Ureteral stent


Refers to a thin tube inserted into the ureter to prevent or treat obstruction of the urine flow from the kidney.

It is usually placed with the aid of a cystoscope.

The length of the stents used in adult patients varies between 24 and 30 cm, and differ in diameters or gauges, to fit different size ureters.

To prevent movement one or both ends of the stent may be coiled ; this is called a JJ stent, double J stent or pig-tail stent.

They are used to ensure the openness of a ureter, that may be compromised by a kidney stone or a procedure.

Stent placement is used as a temporary measure, to prevent damage to a blocked kidney, until the stone can be removed.

Long-term indwelling stents may be used to hold ureters open, when they are compressed by tumors in the neighbourhood of the ureter or by tumors of the ureter itself.

Stents may also be placed in a ureter that has been manipulated during a ureteroscopy procedure that involves the removal of a stone.

Ureteral stent complications: dislocation, infection and blockage by encrustation, increased urgency and frequency of urination, blood in the urine, leakage of urine, pain in the kidney, bladder, or groin, and pain in the kidneys during, and for a short time after urination.

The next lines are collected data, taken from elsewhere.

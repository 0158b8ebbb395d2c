//! 쿼리 실행기
//!
//! 렌더링된 SQL을 SQLite 풀에서 실행하고 결과 row를 `Value`로 디코딩합니다.
//! 빌더와 렌더러는 DB를 모르며, DB 접근은 이 모듈에서만 일어납니다.

use serde::ser::SerializeMap;
use serde::{Serialize, Serializer};
use sqlx::sqlite::{SqliteArguments, SqlitePoolOptions, SqliteRow};
use sqlx::{Column as _, Row as _, Sqlite, SqlitePool, TypeInfo, ValueRef};
use thiserror::Error;
use tracing::{debug, info};

use crate::query::Query;
use crate::render::{Dialect, RenderedQuery, SqlRenderer};
use crate::value::Value;

pub type ExecResult<T> = std::result::Result<T, ExecError>;

/// 실행 에러
#[derive(Debug, Error)]
pub enum ExecError {
    /// 쿼리 빌드/렌더링 실패
    #[error(transparent)]
    Query(#[from] qk_core::Error),

    #[error("database error: {0}")]
    Database(#[from] sqlx::Error),

    /// `fetch_one`에 두 개 이상의 row가 반환됨
    #[error("expected at most one row, got {count}")]
    NonUnique { count: usize },

    #[error("cannot decode column '{column}': {message}")]
    Decode { column: String, message: String },
}

impl ExecError {
    pub fn code(&self) -> &'static str {
        match self {
            ExecError::Query(e) => e.code(),
            ExecError::Database(_) => "DATABASE_ERROR",
            ExecError::NonUnique { .. } => "NON_UNIQUE_RESULT",
            ExecError::Decode { .. } => "DECODE_ERROR",
        }
    }
}

// ─────────────────────────────────────────────────────────────────────────────
// 결과 타입
// ─────────────────────────────────────────────────────────────────────────────

/// 결과 row
///
/// SELECT 목록 순서를 유지합니다. 이름이 겹치는 컬럼은 `get`이 첫 번째를 반환하므로
/// 인덱스로 접근하거나 별칭을 붙여야 합니다.
#[derive(Debug, Clone, PartialEq)]
pub struct Row {
    columns: Vec<String>,
    values: Vec<Value>,
}

impl Row {
    pub fn new(columns: Vec<String>, values: Vec<Value>) -> Self {
        Self { columns, values }
    }

    pub fn columns(&self) -> &[String] {
        &self.columns
    }

    pub fn values(&self) -> &[Value] {
        &self.values
    }

    pub fn get(&self, name: &str) -> Option<&Value> {
        self.columns
            .iter()
            .position(|c| c == name)
            .and_then(|i| self.values.get(i))
    }

    pub fn get_index(&self, index: usize) -> Option<&Value> {
        self.values.get(index)
    }

    pub fn len(&self) -> usize {
        self.values.len()
    }

    pub fn is_empty(&self) -> bool {
        self.values.is_empty()
    }

    pub fn into_values(self) -> Vec<Value> {
        self.values
    }
}

impl Serialize for Row {
    fn serialize<S: Serializer>(&self, serializer: S) -> Result<S::Ok, S::Error> {
        let mut map = serializer.serialize_map(Some(self.columns.len()))?;
        for (name, value) in self.columns.iter().zip(&self.values) {
            map.serialize_entry(name, value)?;
        }
        map.end()
    }
}

/// 페이지 조회 결과
#[derive(Debug, Clone, Serialize)]
pub struct Page {
    /// 페이지네이션을 제외한 전체 row 수
    pub total: u64,
    pub limit: Option<u64>,
    pub offset: Option<u64>,
    pub rows: Vec<Row>,
}

// ─────────────────────────────────────────────────────────────────────────────
// 실행기
// ─────────────────────────────────────────────────────────────────────────────

/// SQLite 쿼리 실행기
#[derive(Debug, Clone)]
pub struct QueryExecutor {
    pool: SqlitePool,
    renderer: SqlRenderer,
}

impl QueryExecutor {
    /// 새 풀 연결
    ///
    /// 인메모리 DB(`sqlite::memory:`)는 연결마다 별도 DB가 되므로 연결 하나로 고정합니다.
    pub async fn connect(url: &str, max_connections: u32) -> ExecResult<Self> {
        let in_memory = url.contains(":memory:") || url.contains("mode=memory");
        let mut options = SqlitePoolOptions::new().max_connections(max_connections.max(1));
        if in_memory {
            options = options
                .max_connections(1)
                .idle_timeout(None)
                .max_lifetime(None);
        }

        let pool = options.connect(url).await?;
        info!(url = %url, in_memory, "Connected to database");
        Ok(Self::new(pool))
    }

    pub fn new(pool: SqlitePool) -> Self {
        Self {
            pool,
            renderer: SqlRenderer::new(Dialect::Sqlite),
        }
    }

    pub fn pool(&self) -> &SqlitePool {
        &self.pool
    }

    /// 파라미터 없는 SQL 실행 (DDL, 시드)
    pub async fn execute(&self, sql: &str) -> ExecResult<u64> {
        debug!(sql = %sql, "Executing statement");
        let result = sqlx::query(sql).execute(&self.pool).await?;
        Ok(result.rows_affected())
    }

    pub async fn execute_all(&self, sqls: &[String]) -> ExecResult<()> {
        for sql in sqls {
            self.execute(sql).await?;
        }
        Ok(())
    }

    /// 모든 결과 row (`fetch`)
    pub async fn fetch(&self, query: &Query) -> ExecResult<Vec<Row>> {
        let rendered = self.renderer.render(query)?;
        self.fetch_rendered(&rendered).await
    }

    pub async fn fetch_rendered(&self, rendered: &RenderedQuery) -> ExecResult<Vec<Row>> {
        debug!(sql = %rendered.sql, params = rendered.params.len(), "Executing query");

        let query = bind_values(sqlx::query(&rendered.sql), &rendered.params);
        let rows = query.fetch_all(&self.pool).await?;

        debug!(rows = rows.len(), "Query finished");
        rows.iter().map(decode_row).collect()
    }

    /// 단건 조회
    ///
    /// 결과가 없으면 `None`, 두 개 이상이면 `NonUnique`.
    pub async fn fetch_one(&self, query: &Query) -> ExecResult<Option<Row>> {
        let probe = match query.pagination() {
            (Some(_), _) => query.clone(),
            (None, _) => query.clone().limit(2)?,
        };

        let mut rows = self.fetch(&probe).await?;
        match rows.len() {
            0 => Ok(None),
            1 => Ok(rows.pop()),
            count => Err(ExecError::NonUnique { count }),
        }
    }

    /// 첫 row (`limit(1)` 후 조회)
    pub async fn fetch_first(&self, query: &Query) -> ExecResult<Option<Row>> {
        let first = query.clone().limit(1)?;
        Ok(self.fetch(&first).await?.into_iter().next())
    }

    /// 페이지네이션을 제외한 결과 row 수
    ///
    /// GROUP BY/HAVING/DISTINCT 쿼리는 COUNT(*)로 바꿀 수 없으므로 결과 row를 직접 셉니다.
    pub async fn fetch_count(&self, query: &Query) -> ExecResult<u64> {
        if query.is_grouped() || query.is_distinct() {
            let rows = self.fetch(&query.without_pagination()).await?;
            return Ok(rows.len() as u64);
        }

        let count_query = query.count_query()?;
        let row = self.fetch(&count_query).await?.into_iter().next();
        let total = row
            .as_ref()
            .and_then(|r| r.get_index(0))
            .and_then(Value::as_i64)
            .ok_or_else(|| ExecError::Decode {
                column: "COUNT(*)".to_string(),
                message: "count query returned no integer".to_string(),
            })?;

        u64::try_from(total).map_err(|_| ExecError::Decode {
            column: "COUNT(*)".to_string(),
            message: format!("negative count {}", total),
        })
    }

    /// 전체 개수와 페이지 row
    pub async fn fetch_page(&self, query: &Query) -> ExecResult<Page> {
        let total = self.fetch_count(query).await?;
        let rows = self.fetch(query).await?;
        let (limit, offset) = query.pagination();

        Ok(Page {
            total,
            limit,
            offset,
            rows,
        })
    }
}

fn bind_values<'q>(
    mut query: sqlx::query::Query<'q, Sqlite, SqliteArguments<'q>>,
    values: &'q [Value],
) -> sqlx::query::Query<'q, Sqlite, SqliteArguments<'q>> {
    for value in values {
        match value {
            Value::Null => {
                let v: Option<String> = None;
                query = query.bind(v);
            }
            Value::Bool(b) => query = query.bind(*b),
            Value::Int(i) => query = query.bind(*i),
            Value::Float(f) => query = query.bind(*f),
            Value::Text(s) => query = query.bind(s.as_str()),
        }
    }
    query
}

/// SQLite row → `Row`
///
/// SQLite는 컬럼 선언 타입과 무관하게 값마다 저장 클래스를 가지므로
/// 값의 실제 타입을 보고 디코딩합니다 (집계/CASE 결과 포함).
fn decode_row(row: &SqliteRow) -> ExecResult<Row> {
    let mut columns = Vec::with_capacity(row.len());
    let mut values = Vec::with_capacity(row.len());

    for (index, column) in row.columns().iter().enumerate() {
        let name = column.name().to_string();
        let decode_err = |e: sqlx::Error| ExecError::Decode {
            column: name.clone(),
            message: e.to_string(),
        };

        let type_name = {
            let raw = row.try_get_raw(index).map_err(decode_err)?;
            if raw.is_null() {
                "NULL".to_string()
            } else {
                raw.type_info().name().to_ascii_uppercase()
            }
        };

        let value = match type_name.as_str() {
            "NULL" => Value::Null,
            "INTEGER" | "INT" | "INT8" | "BIGINT" => {
                Value::Int(row.try_get::<i64, _>(index).map_err(decode_err)?)
            }
            "BOOLEAN" | "BOOL" => Value::Bool(row.try_get::<bool, _>(index).map_err(decode_err)?),
            "REAL" | "FLOAT" | "DOUBLE" => {
                Value::Float(row.try_get::<f64, _>(index).map_err(decode_err)?)
            }
            "TEXT" => Value::Text(row.try_get::<String, _>(index).map_err(decode_err)?),
            other => {
                return Err(ExecError::Decode {
                    column: name,
                    message: format!("unsupported value type {}", other),
                })
            }
        };

        columns.push(name);
        values.push(value);
    }

    Ok(Row::new(columns, values))
}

Stent associated symptoms are generally temporary and disappear with the removal of the stent.

To decrease or eliminate the increased urgency and frequency of urination agents used for the treatment of over active bladder are sometimes given.

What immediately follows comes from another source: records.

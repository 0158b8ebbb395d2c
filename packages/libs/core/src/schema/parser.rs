//! 스키마 YAML 파서
//!
//! 선언 스키마 파일을 파싱하여 `Schema`로 변환합니다.
//! 테이블과 컬럼은 파일에 적힌 순서를 그대로 유지합니다.

use serde::Deserialize;
use serde_yaml::{Mapping, Value as YamlValue};

use super::column::{ColumnDef, Reference, ReferentialAction};
use super::ir::Schema;
use super::table::Table;
use super::types::ColumnType;
use crate::error::{Error, Result};

/// 스키마 파서
pub struct SchemaParser;

impl SchemaParser {
    /// 단일 YAML 문자열 파싱
    pub fn parse_yaml(yaml: &str) -> Result<Schema> {
        let raw: RawSchema = serde_yaml::from_str(yaml)?;

        let mut schema = Schema::new();
        for (key, value) in raw.tables {
            let name = Self::mapping_key(&key, "table")?;
            let raw_table: RawTable = serde_yaml::from_value(value)?;
            schema.add_table(Self::convert_raw_table(name, raw_table)?)?;
        }

        // 참조 검증
        schema.validate_references()?;

        Ok(schema)
    }

    /// Raw 테이블을 Table로 변환
    fn convert_raw_table(name: String, raw: RawTable) -> Result<Table> {
        let mut columns = Vec::new();

        for (key, value) in raw.columns {
            let column_name = Self::mapping_key(&key, "column")?;
            let raw_col: RawColumn = serde_yaml::from_value(value)?;
            columns.push(Self::convert_raw_column(column_name, raw_col)?);
        }

        Table::define(name, columns)
    }

    /// Raw 컬럼 변환
    fn convert_raw_column(name: String, raw: RawColumn) -> Result<ColumnDef> {
        let column_type = Self::parse_column_type(&raw)?;
        let primary_key = raw.primary_key.unwrap_or(false);
        let references = raw.references.map(|r| Reference {
            table: r.table,
            column: r.column.unwrap_or_else(|| "id".to_string()),
            on_delete: r.on_delete.unwrap_or_default(),
            on_update: r.on_update.unwrap_or_default(),
        });

        Ok(ColumnDef {
            name,
            column_type,
            // 기본키는 항상 NOT NULL
            nullable: !primary_key && raw.nullable.unwrap_or(true),
            unique: raw.unique.unwrap_or(false),
            primary_key,
            references,
        })
    }

    /// 컬럼 타입 파싱
    fn parse_column_type(raw: &RawColumn) -> Result<ColumnType> {
        let type_str = raw.column_type.as_deref().unwrap_or("string");

        ColumnType::from_simple_str(type_str).ok_or_else(|| Error::InvalidColumnType {
            type_name: type_str.to_string(),
        })
    }

    fn mapping_key(key: &YamlValue, what: &str) -> Result<String> {
        key.as_str()
            .map(|s| s.to_string())
            .ok_or_else(|| Error::SchemaParse {
                message: format!("{} name must be a string, got {:?}", what, key),
            })
    }
}

// ─────────────────────────────────────────────────────────────────────────────
// Raw YAML 구조체 (serde 역직렬화용)
// ─────────────────────────────────────────────────────────────────────────────

#[derive(Debug, Deserialize)]
struct RawSchema {
    #[serde(default = "default_version")]
    #[allow(dead_code)]
    version: u32,
    // Mapping은 삽입 순서를 유지한다
    tables: Mapping,
}

fn default_version() -> u32 {
    1
}

#[derive(Debug, Deserialize)]
struct RawTable {
    #[serde(default)]
    columns: Mapping,
}

#[derive(Debug, Deserialize)]
#[serde(rename_all = "camelCase")]
struct RawColumn {
    #[serde(rename = "type")]
    column_type: Option<String>,
    nullable: Option<bool>,
    unique: Option<bool>,
    primary_key: Option<bool>,
    references: Option<RawReference>,
}

#[derive(Debug, Deserialize)]
struct RawReference {
    table: String,
    column: Option<String>,
    #[serde(rename = "onDelete")]
    on_delete: Option<ReferentialAction>,
    #[serde(rename = "onUpdate")]
    on_update: Option<ReferentialAction>,
}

Stents often have a thread, used for removal, that passes through the urethra and remains outside the body.

Pulling the thread may dislodge the stent.

Patients may carry on with most normal activities in the presence of the stent, however, there may be some discomfort during strenuous physical activity.

Sexual activity is also possible with a stent, but stents with a hanging thread may significantly inhibit such activity.

The stent also can rest on the prostate gland in men, and sexual activity may result in discomfort.

Stents with a thread may be removed in a matter rapidly by pulling on the thread.

Stents without a thread are removed via. cystoscopy.

Stent removal using only a topical anesthetic placed in the urethra is usually sufficient

A ureteric stent may also be retrieved by means of a magnetic removal system.